Trump is the only president to be elected by a LANDSLIDE while losing the popular vote by two million votes.

Mitt Romney must be smiling these days wondering why Donald might want him as Secretary of  State.

Trump will sign veto acts until someone tells him that Congress first has to pass laws.

 

NOBODY ASKED ME BUT

We offer observations on the human condition from a 26 year old mind trapped in an 86 year old body.

NOBODY ASKED ME BUT

These days single Jewish men are seeking to marry a Trump girl so they can become Secretary of State.

Boeing has a 50 billion contract to build planes for Iran, oh well, France has promised to do the building after Donald cancels the contract.

Trump advisor Kellyanne Conway says Trump supporters feel ‘betrayed’ by Donald talking with Romney about a Cabinet position. Wonder why?

Rudy Giuliani admits to giving speeches to Qatar businessmen, the same ones who gave money  to Osama bin Laden.

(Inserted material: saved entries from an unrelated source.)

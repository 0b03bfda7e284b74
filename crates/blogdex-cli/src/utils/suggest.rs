//! "Did you mean" suggestions for unknown folder and tag names.

use blogdex_core::similarity::similarity;
use fuzzy_matcher::FuzzyMatcher;
use fuzzy_matcher::skim::SkimMatcherV2;

/// Edit-distance ratio below which a typo still counts as a suggestion.
const TYPO_RATIO: f64 = 0.34;

/// Up to `max` known names resembling `input`, best first.
///
/// Names are ranked by skim subsequence score; names the subsequence matcher
/// misses (transposed letters, small typos) are kept when their edit ratio is
/// low enough and ranked after them.
pub fn suggest<'a>(input: &str, known: impl IntoIterator<Item = &'a str>, max: usize) -> Vec<String> {
    let matcher = SkimMatcherV2::default();
    let needle = input.to_lowercase();

    let mut scored: Vec<(i64, f64, &str)> = known
        .into_iter()
        .filter_map(|name| {
            let hay = name.to_lowercase();
            if let Some(score) = matcher.fuzzy_match(&hay, &needle) {
                return Some((score, 0.0, name));
            }
            let ratio = similarity(&needle, &hay).max(similarity(&hay, &needle));
            (ratio <= TYPO_RATIO).then_some((0, ratio, name))
        })
        .collect();

    scored.sort_by(|a, b| {
        b.0.cmp(&a.0)
            .then_with(|| a.1.total_cmp(&b.1))
            .then_with(|| a.2.cmp(b.2))
    });
    scored
        .into_iter()
        .take(max)
        .map(|(_, _, name)| name.to_string())
        .collect()
}
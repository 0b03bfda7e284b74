//! blogdex CLI - content index and fuzzy search for a markdown blog
//!
//! The binary in `main.rs` is a thin wrapper around [`run`].

use anyhow::Result;
use blogdex_core::Config;
use clap::Parser;

/// Argument definitions
pub mod cli;
/// Subcommand implementations
pub mod commands;
/// Exit codes
pub mod error;
/// Output formats and renderers
pub mod output;
/// Logging and suggestion helpers
pub mod utils;

use cli::{Cli, Commands};
use error::CliError;
use utils::logging::initialize_logging;

/// Parse arguments, set up logging and configuration, then run the command.
///
/// # Errors
///
/// Returns the command's error; use [`error::exit_code_from_error`] to turn
/// it into a process exit code.
pub async fn run() -> Result<()> {
    // Convert Broken pipe panics into a clean exit
    std::panic::set_hook(Box::new(|info| {
        let msg = info.to_string();
        if msg.contains("Broken pipe") || msg.contains("broken pipe") {
            std::process::exit(0);
        }
        eprintln!("{msg}");
    }));

    let cli = Cli::parse();
    initialize_logging(&cli)?;

    let config = Config::load(cli.config.as_deref()).map_err(CliError::usage)?;
    execute_command(cli, &config).await
}

async fn execute_command(cli: Cli, config: &Config) -> Result<()> {
    let quiet = cli.quiet;
    match cli.command {
        Commands::Build { content, output } => commands::build(config, content, output, quiet),
        Commands::Watch {
            content,
            output,
            marker,
        } => commands::watch(config, content, output, marker, quiet).await,
        Commands::Search {
            query,
            index,
            limit,
            format,
        } => commands::search(config, &query, index, limit, format),
        Commands::Pages {
            total,
            per_page,
            page,
            range,
            format,
        } => commands::pages(config, total, per_page, page, range, format),
        Commands::List {
            folder,
            tag,
            page,
            format,
        } => commands::list(config, folder, tag, page, format),
        Commands::Recommend { format } => commands::recommend(config, format),
        Commands::Related {
            slug,
            limit,
            format,
        } => commands::related(config, &slug, limit, format),
        Commands::Sitemap { base_url, output } => {
            commands::sitemap(config, base_url, output, quiet)
        },
    }
}
//! Document index builder.
//!
//! Walks the content root, turns every markdown file into a
//! [`DocumentRecord`] and returns them sorted by title. Building never writes
//! anything; persisting the result is [`ArtifactStore::save`](crate::ArtifactStore::save).
//!
//! A document with broken front-matter is still indexed: its metadata falls
//! back to empty values and a [`Diagnostic`] is recorded. When two files map
//! to the same slug (`post.md` and `post.markdown`), the first in scan order
//! is kept and the other becomes a diagnostic. I/O failures abort the build.

use crate::frontmatter::{self, FrontMatter};
use crate::{
    BuildReport, Config, Diagnostic, DocumentRecord, Error, Result, Severity, collation,
};
use chrono::{DateTime, Utc};
use rayon::prelude::*;
use std::collections::HashSet;
use std::ffi::OsStr;
use std::fs;
use std::path::{Component, Path, PathBuf};
use std::time::Instant;
use tracing::{debug, info, warn};
use walkdir::{DirEntry, WalkDir};

/// Scans a content tree and produces index records.
#[derive(Debug, Clone)]
pub struct IndexBuilder {
    root: PathBuf,
    extensions: Vec<String>,
    include_hidden: bool,
}

impl IndexBuilder {
    /// Builder for `root` with default settings (`.md`, hidden entries skipped).
    pub fn new(root: impl Into<PathBuf>) -> Self {
        Self {
            root: root.into(),
            extensions: vec!["md".to_string()],
            include_hidden: false,
        }
    }

    /// Builder configured from the `[paths]` and `[index]` sections.
    pub fn from_config(config: &Config) -> Self {
        Self::new(&config.paths.content_root)
            .with_extensions(config.index.extensions.clone())
            .include_hidden(config.index.include_hidden)
    }

    /// Same settings, different root.
    #[must_use]
    pub fn with_root(mut self, root: impl Into<PathBuf>) -> Self {
        self.root = root.into();
        self
    }

    /// Replace the set of indexed extensions (without the leading dot).
    #[must_use]
    pub fn with_extensions(mut self, extensions: Vec<String>) -> Self {
        self.extensions = extensions
            .into_iter()
            .map(|e| e.trim_start_matches('.').to_string())
            .filter(|e| !e.is_empty())
            .collect();
        self
    }

    /// Whether dot-files and dot-directories are indexed.
    #[must_use]
    pub const fn include_hidden(mut self, include: bool) -> Self {
        self.include_hidden = include;
        self
    }

    /// The content root.
    pub fn root(&self) -> &Path {
        &self.root
    }

    /// Whether `path` would be indexed, judged from its name alone.
    ///
    /// Used for file-system events, where the file may already be gone.
    pub fn matches(&self, path: &Path) -> bool {
        self.is_visible(path) && self.has_extension(path)
    }

    /// Whether `path` could be a directory holding documents.
    ///
    /// True for existing directories and for extensionless names under the
    /// root, since a directory that was just moved away can no longer be
    /// inspected.
    pub fn may_contain_documents(&self, path: &Path) -> bool {
        self.is_visible(path) && (path.is_dir() || path.extension().is_none())
    }

    /// Under the root and not hidden (unless hidden entries are indexed).
    pub(crate) fn is_visible(&self, path: &Path) -> bool {
        let Ok(rel) = path.strip_prefix(&self.root) else {
            return false;
        };
        self.include_hidden || !rel.components().any(|c| is_hidden_name(c.as_os_str()))
    }

    fn has_extension(&self, path: &Path) -> bool {
        path.extension()
            .and_then(OsStr::to_str)
            .is_some_and(|ext| self.extensions.iter().any(|e| e.eq_ignore_ascii_case(ext)))
    }

    /// List indexable files in deterministic scan order.
    pub fn scan(&self) -> Result<Vec<PathBuf>> {
        let meta = fs::metadata(&self.root).map_err(|e| {
            Error::Io(std::io::Error::new(
                e.kind(),
                format!("content root {}: {e}", self.root.display()),
            ))
        })?;
        if !meta.is_dir() {
            return Err(Error::NotFound(format!(
                "content root {} is not a directory",
                self.root.display()
            )));
        }

        let include_hidden = self.include_hidden;
        let walker = WalkDir::new(&self.root)
            .sort_by_file_name()
            .into_iter()
            .filter_entry(move |entry| include_hidden || entry.depth() == 0 || !is_hidden(entry));

        let mut files = Vec::new();
        for entry in walker {
            let entry = entry?;
            if entry.file_type().is_file() && self.has_extension(entry.path()) {
                files.push(entry.into_path());
            }
        }
        Ok(files)
    }

    /// Build the full record set.
    pub fn build(&self) -> Result<BuildReport> {
        let started = Instant::now();
        let files = self.scan()?;
        debug!("found {} markdown files under {}", files.len(), self.root.display());

        let loaded = files
            .par_iter()
            .map(|path| self.load(path))
            .collect::<Result<Vec<_>>>()?;

        let mut records = Vec::with_capacity(loaded.len());
        let mut diagnostics = Vec::new();
        let mut seen = HashSet::with_capacity(loaded.len());
        // Scan order decides which of two colliding files keeps the slug.
        for (path, (record, diagnostic)) in files.iter().zip(loaded) {
            if !seen.insert(record.slug.clone()) {
                let duplicate = Diagnostic {
                    message: format!("duplicate slug, {} skipped", path.display()),
                    slug: record.slug,
                    severity: Severity::Warn,
                };
                warn!("{}: {}", duplicate.slug, duplicate.message);
                diagnostics.push(duplicate);
                continue;
            }
            if let Some(diagnostic) = diagnostic {
                warn!("{}: {}", diagnostic.slug, diagnostic.message);
                diagnostics.push(diagnostic);
            }
            records.push(record);
        }

        // Stable: equal titles keep scan order.
        records.sort_by(|a, b| collation::compare(&a.title, &b.title));

        info!(
            "indexed {} documents ({} warnings) in {}ms",
            records.len(),
            diagnostics.len(),
            started.elapsed().as_millis()
        );
        Ok(BuildReport {
            records,
            diagnostics,
        })
    }

    fn load(&self, path: &Path) -> Result<(DocumentRecord, Option<Diagnostic>)> {
        let with_path =
            |e: std::io::Error| Error::Io(std::io::Error::new(e.kind(), format!("{}: {e}", path.display())));

        let bytes = fs::read(path).map_err(with_path)?;
        let meta = fs::metadata(path).map_err(with_path)?;
        let modified = meta.modified().map_err(with_path)?;
        let created = meta.created().unwrap_or(modified);

        let slug = slug_for(&self.root, path)?;
        let text = String::from_utf8_lossy(&bytes);
        let (front, body, failure) = match frontmatter::split(&text) {
            Ok(split) => (split.front, split.body, None),
            Err(e) => (None, &*text, Some(e)),
        };
        let (matter, failure) = match front.map(frontmatter::parse) {
            Some(Ok(matter)) => (matter, failure),
            Some(Err(e)) => (FrontMatter::default(), Some(e)),
            None => (FrontMatter::default(), failure),
        };

        let diagnostic = failure.map(|e| Diagnostic {
            slug: slug.clone(),
            severity: Severity::Warn,
            message: format!("front-matter ignored: {e}"),
        });
        debug!("parsed {slug}");

        let record = DocumentRecord {
            title: matter.title.unwrap_or_default(),
            summary: matter.summary.unwrap_or_default(),
            tags: matter.tags,
            folder: folder_of(&slug).to_string(),
            slug,
            content: body.to_string(),
            created_at: DateTime::<Utc>::from(created),
            updated_at: DateTime::<Utc>::from(modified),
        };
        Ok((record, diagnostic))
    }
}

/// Slug for `path`: relative to `root`, extension stripped, `/`-separated.
pub fn slug_for(root: &Path, path: &Path) -> Result<String> {
    let rel = path.strip_prefix(root).map_err(|_| {
        Error::Other(format!(
            "{} is outside the content root {}",
            path.display(),
            root.display()
        ))
    })?;
    let rel = rel.with_extension("");

    let parts: Vec<_> = rel
        .components()
        .filter_map(|c| match c {
            Component::Normal(part) => Some(part.to_string_lossy()),
            _ => None,
        })
        .collect();
    if parts.is_empty() {
        return Err(Error::Other(format!("{} has no file name", path.display())));
    }
    Ok(parts.join("/"))
}

/// Directory part of a slug, `"."` at the root.
pub fn folder_of(slug: &str) -> &str {
    slug.rsplit_once('/').map_or(".", |(dir, _)| dir)
}

fn is_hidden(entry: &DirEntry) -> bool {
    is_hidden_name(entry.file_name())
}

fn is_hidden_name(name: &OsStr) -> bool {
    name.to_str().is_some_and(|s| s.starts_with('.'))
}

Whatever happened to Chris Christie, is he still alive?

Ben Carson may not accept a Cabinet position until someone explains to him what is this thing called–CABINET.

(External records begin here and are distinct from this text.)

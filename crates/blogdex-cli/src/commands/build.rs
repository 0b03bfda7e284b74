//! Build command implementation

use anyhow::Result;
use blogdex_core::{ArtifactStore, Config, IndexBuilder};
use colored::Colorize;
use std::path::PathBuf;
use std::time::Instant;

/// Execute the build command
pub fn execute(
    config: &Config,
    content: Option<PathBuf>,
    output: Option<PathBuf>,
    quiet: bool,
) -> Result<()> {
    let mut builder = IndexBuilder::from_config(config);
    if let Some(content) = content {
        builder = builder.with_root(content);
    }
    let store = ArtifactStore::new(output.unwrap_or_else(|| config.paths.artifact.clone()));

    let started = Instant::now();
    let report = builder.build()?;
    store.save(&report.records)?;

    for diagnostic in &report.diagnostics {
        eprintln!(
            "{} {}: {}",
            "warning:".yellow().bold(),
            diagnostic.slug,
            diagnostic.message
        );
    }
    if !quiet {
        println!(
            "{} Indexed {} documents into {} ({} warnings, {:.0?})",
            "✓".green(),
            report.len(),
            store.artifact_path().display(),
            report.diagnostics.len(),
            started.elapsed()
        );
    }
    Ok(())
}
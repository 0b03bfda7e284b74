//! Command implementations, one module per subcommand.

mod build;
mod list;
mod pages;
mod recommend;
mod related;
mod search;
mod sitemap;
mod watch;

pub use build::execute as build;
pub use list::execute as list;
pub use pages::execute as pages;
pub use recommend::execute as recommend;
pub use related::execute as related;
pub use search::execute as search;
pub use sitemap::execute as sitemap;
pub use watch::execute as watch;

use anyhow::{Context, Result};
use blogdex_core::{ArtifactStore, Config, DocumentRecord};

/// Records from the configured artifact.
fn load_artifact(config: &Config) -> Result<Vec<DocumentRecord>> {
    let store = ArtifactStore::new(&config.paths.artifact);
    store
        .load()
        .with_context(|| format!("Failed to load {}", store.artifact_path().display()))
}

/// `". Did you mean: a, b?"`, or nothing without suggestions.
fn did_you_mean(suggestions: &[String]) -> String {
    if suggestions.is_empty() {
        String::new()
    } else {
        format!(". Did you mean: {}?", suggestions.join(", "))
    }
}
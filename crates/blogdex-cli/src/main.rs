//! blogdex CLI entry point

use std::process::ExitCode;

use blogdex_cli::error::{CliError, exit_code_from_error};
use colored::Colorize;

#[tokio::main]
async fn main() -> ExitCode {
    match blogdex_cli::run().await {
        Ok(()) => ExitCode::SUCCESS,
        Err(err) => {
            let message = err
                .downcast_ref::<CliError>()
                .map_or_else(|| format!("{err:#}"), |cli_err| format!("{:#}", cli_err.source));
            eprintln!("{} {message}", "error:".red().bold());
            ExitCode::from(exit_code_from_error(&err))
        },
    }
}
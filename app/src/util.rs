use tracing::Level;

use crate::errors::{AppError, AppResult};

pub(crate) fn parse_log_level(level: &str) -> AppResult<Level> {
    match level.to_lowercase().as_str() {
        "trace" => Ok(Level::TRACE),
        "debug" => Ok(Level::DEBUG),
        "info" => Ok(Level::INFO),
        "warn" => Ok(Level::WARN),
        "error" => Ok(Level::ERROR),
        _ => Err(AppError::InvalidLogLevel(level.to_string())),
    }
}

#[cfg(test)]
mod tests {
    use tracing::Level;

    use super::parse_log_level;

    #[test]
    fn known_levels_parse() {
        assert_eq!(parse_log_level("info").unwrap(), Level::INFO);
        assert_eq!(parse_log_level("WARN").unwrap(), Level::WARN);
        assert!(parse_log_level("loud").is_err());
    }
}
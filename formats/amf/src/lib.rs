pub mod amf0;
pub mod errors;

pub use amf0::{ObjectPairs, Value};
pub use amf0::{bool, ecma_array, null, number, object, string, undefined};
use std::{
    fmt::Debug,
    io::{self, Cursor},
    time::Duration,
};

use rtmp_formats::{
    chunk::{self, ChunkMessage},
    handshake,
};
use stream_center::frame::MediaFrame;
use tokio::io::{AsyncRead, AsyncReadExt, AsyncWrite, AsyncWriteExt, BufWriter};
use tokio_util::bytes::{Buf, BytesMut};

use crate::errors::RtmpServerResult;

/// The socket end of a session: a chunk reader fed from a buffered read
/// loop and a chunk writer flushed under the write timeout.
#[derive(Debug)]
pub struct RtmpChunkStream<T> {
    chunk_reader: chunk::reader::Reader,
    chunk_writer: chunk::writer::Writer,
    read_buffer: BytesMut,
    stream: BufWriter<T>,
    read_timeout_ms: u64,
    write_timeout_ms: u64,
}

impl<T> RtmpChunkStream<T>
where
    T: AsyncRead + AsyncWrite + Unpin + Debug + Send,
{
    pub fn new(io: T, read_timeout_ms: u64, write_timeout_ms: u64) -> Self {
        Self {
            chunk_reader: chunk::reader::Reader::new(),
            chunk_writer: chunk::writer::Writer::new(),
            read_buffer: BytesMut::with_capacity(4096),
            stream: BufWriter::new(io),
            read_timeout_ms,
            write_timeout_ms,
        }
    }

    pub fn chunk_reader(&mut self) -> &mut chunk::reader::Reader {
        &mut self.chunk_reader
    }

    pub fn chunk_writer(&mut self) -> &mut chunk::writer::Writer {
        &mut self.chunk_writer
    }

    pub async fn handshake(&mut self) -> RtmpServerResult<()> {
        handshake::server::HandshakeServer::new(&mut self.stream)
            .handshake()
            .await?;
        Ok(())
    }

    /// Reads one complete message. `Ok(None)` means the peer closed the
    /// connection cleanly; a read timeout surfaces as
    /// `io::ErrorKind::TimedOut`.
    pub async fn read_chunk(&mut self) -> RtmpServerResult<Option<ChunkMessage>> {
        loop {
            {
                let mut cursor = Cursor::new(&self.read_buffer[..]);
                let parsed = self.chunk_reader.read(&mut cursor)?;
                let consumed = cursor.position() as usize;
                self.read_buffer.advance(consumed);
                if let Some(message) = parsed {
                    return Ok(Some(message));
                }
            }

            match tokio::time::timeout(
                Duration::from_millis(self.read_timeout_ms),
                self.stream.read_buf(&mut self.read_buffer),
            )
            .await
            {
                Ok(Ok(0)) => {
                    if self.read_buffer.is_empty() {
                        return Ok(None);
                    }
                    return Err(io::Error::new(
                        io::ErrorKind::ConnectionReset,
                        "connection reset by peer",
                    )
                    .into());
                }
                Ok(Ok(_len)) => {}
                Ok(Err(err)) => return Err(err.into()),
                Err(_elapsed) => {
                    return Err(io::Error::new(
                        io::ErrorKind::TimedOut,
                        "read chunk data timeout",
                    )
                    .into());
                }
            }
        }
    }

    /// Flushes everything the chunk writer queued.
    pub async fn flush_chunk(&mut self) -> RtmpServerResult<()> {
        let bytes = self.chunk_writer.take_bytes();
        if bytes.is_empty() {
            return Ok(());
        }
        tokio::time::timeout(Duration::from_millis(self.write_timeout_ms), async {
            self.stream.write_all(&bytes).await?;
            self.stream.flush().await?;
            Ok::<(), io::Error>(())
        })
        .await
        .map_err(|_elapsed| {
            io::Error::new(io::ErrorKind::TimedOut, "write chunk data timeout")
        })??;
        Ok(())
    }

    /// Queues one shared media frame for the given message stream.
    pub fn write_media(&mut self, frame: &MediaFrame, stream_id: u32) -> RtmpServerResult<()> {
        match frame {
            MediaFrame::Audio { pts, payload } => {
                self.chunk_writer.write_audio(payload, *pts, stream_id)?
            }
            MediaFrame::Video { pts, payload } => {
                self.chunk_writer.write_video(payload, *pts, stream_id)?
            }
            MediaFrame::Script { pts, payload } => {
                self.chunk_writer.write_meta(payload, *pts, stream_id)?
            }
        }
        Ok(())
    }
}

I have a hunch that Senator Rand Paul is the only Republican who will not be bought off by Donald Trump.

Fidel Finally Died

I recall in January, 1959 sitting with a group of University of California students as we watched Fidel Castro drive out the hated dictator, Batista, and hopefully bring democracy to the people of Cuba. He came across as a modern Robin Hood who was going to bring peace and prosperity to Cubans. Alas, that was the dream, and the reality was different. He  preached for a new world in which the under class  finally was able to share the riches of society. He promised to end dictatorship and replace it with a democracy.

The years passed, and Fidel became much of what he had overthrown. Yes,  he did bring education to all, yes, he did bring excellent medical care to all. BUT, his economics changed Cuba from a  nation in which the top five percent lived in comfort to a nation in which ALL(except for government bureaucrats) lived a life without comforts. He never was able to create a Communist economy that resulted in high standard of living for all. His promise of ‘democracy’ was transformed into a dictatorship in which those who disagreed did so in prison.

Yes, many Cubans will feel sad that the only ruler they had known for fifty years is now dead. It is up to his brother, Raul, to return to the  original promise of a democracy and a dynamic economy that brings a good life to ALL CUBANS.